Just when some growers were beginning to make some progress, Mother Nature stepped in and slammed the door.  Rainfall amounts over the weekend varied but generally ranged around three-quarters of an inch to a few reports topping two and a half inches.
As of Monday morning no potatoes were being harvested between Hillsboro and the Canadian border in North Dakota. but with the favorable forecast, some growers like Brian Folson near East Grand Forks hope to get back at it by mid-week. For others it will take much longer, if at all.
With losses already projected to top 30 percent before the weekend rain, prices had responded with #1 size A reds selling for $20 per hundredweight in totes.
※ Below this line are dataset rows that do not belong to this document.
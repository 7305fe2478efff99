//! Data model for the callprobe query engine.
//!
//! The upstream tracker walks each parsed file and flattens every call site
//! into an immutable [`CallRecord`]. Argument expressions keep their tree
//! shape as [`ExprNode`] values (module [`expr`]) so checks can make local
//! syntactic judgments without re-parsing. Both share the [`Meta`]
//! structure for location data.

pub mod expr;

use serde::{Deserialize, Serialize};

pub use expr::{ExprKind, ExprNode};

#[derive(Debug, Clone, PartialEq, Eq, Serialize, Deserialize)]
/// Location metadata shared by call records and expression nodes.
pub struct Meta {
    pub file: String,
    pub line: usize,
    pub column: usize,
}

/// Generates a stable identifier by combining file, position and name.
///
/// It uses a simple FNV mix and a bitwise combination of line and column to
/// avoid external dependencies.
pub fn stable_id(file: &str, line: usize, column: usize, name: &str) -> usize {
    let mut h: u64 = 0xcbf29ce484222325; // offset basis
    for b in file.as_bytes().iter().chain(name.as_bytes()) {
        h ^= *b as u64;
        h = h.wrapping_mul(0x100000001b3); // FNV prime
    }
    h ^= ((line as u64) << 32) | column as u64;
    h as usize
}

#[derive(Debug, Clone, Serialize, Deserialize)]
/// One indexed call site, produced by the tracker and never mutated after.
pub struct CallRecord {
    /// Stable identifier of the record within a scan.
    #[serde(default)]
    pub id: usize,
    /// Method name; never empty.
    pub method: String,
    /// Receiver identifier. `None` marks a receiver-less call, which is
    /// distinct from a query that does not care about the receiver.
    #[serde(default)]
    pub target: Option<String>,
    /// Ordered argument expressions.
    #[serde(default)]
    pub arguments: Vec<ExprNode>,
    /// Receiver chain leading to this call; empty when the call is not
    /// part of a chain.
    #[serde(default)]
    pub chain: Vec<String>,
    /// True when the call occurs as a sub-expression or argument of
    /// another indexed call. Computed by the tracker.
    #[serde(default)]
    pub nested: bool,
    /// Location metadata.
    pub meta: Meta,
}

impl CallRecord {
    /// Returns the argument at `idx`, if present.
    pub fn arg(&self, idx: usize) -> Option<&ExprNode> {
        self.arguments.get(idx)
    }
}

#[derive(Debug, Clone, Serialize, Deserialize)]
/// Call records extracted from a single processed file.
pub struct FileCalls {
    pub file_path: String,
    pub file_type: String, // ruby|python|...
    pub records: Vec<CallRecord>,
}

impl FileCalls {
    /// Creates a new empty instance for the specified file.
    ///
    /// # Example
    /// ```
    /// use ir::{CallRecord, FileCalls, Meta};
    /// let mut calls = FileCalls::new("a.rb".into(), "ruby".into());
    /// calls.push(CallRecord {
    ///     id: 0,
    ///     method: "digest".into(),
    ///     target: Some("Digest::MD5".into()),
    ///     arguments: vec![],
    ///     chain: vec![],
    ///     nested: false,
    ///     meta: Meta { file: "a.rb".into(), line: 1, column: 1 },
    /// });
    /// assert_eq!(calls.records.len(), 1);
    /// assert_ne!(calls.records[0].id, 0);
    /// ```
    pub fn new(file_path: String, file_type: String) -> Self {
        Self {
            file_path,
            file_type,
            records: Vec::new(),
        }
    }

    /// Adds a record, assigning a stable id when the producer left it at zero.
    pub fn push(&mut self, mut record: CallRecord) {
        if record.id == 0 {
            record.id = stable_id(
                &self.file_path,
                record.meta.line,
                record.meta.column,
                &record.method,
            );
        }
        self.records.push(record);
    }
}

#[cfg(test)]
mod tests;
Last year at this time that tote price was $11.
Steve Tweten at NoKota Packers says, “Expect russets to be getting most of the retail ads and promotions this winter.”   Russets will once again be plentiful, in fact the North American Potato Market News expects Idaho to produce 7.3 million hundredweight more potatoes than they did last year.  But with the Red River Valley being the top red potato producer in the country, Tweten expects red supplies to be tight and prices high through the fall crop storage season.
Tweten thinks Florida is may plant a few more reds for spring harvest to take advantage of the attractive prices, but land availability and a seed shortage will limit expansion.  Red seed potatoes have been lost in North Dakota, a key source for Florida growers.
The USDA-NASS Crop Progress and Condition Report issued Monday afternoon now indicates the potato harvest has fallen considerably behind in both North Dakota and Minnesota.  Only 28 percent of the potatoes have been harvested in North Dakota compared to 51 last year and the 5 year average of 37 percent.  In Minnesota 52 percent of potatoes are harvested compared to 60 last year and the 5 year average of 61.
Standing water continues to degrade the condition of potatoes also with 39 percent of the potatoes in North Dakota now rated poor or very poor, with 28 percent fair, 27 percent good and 6 percent excellent. Minnesota did not release  a condition report.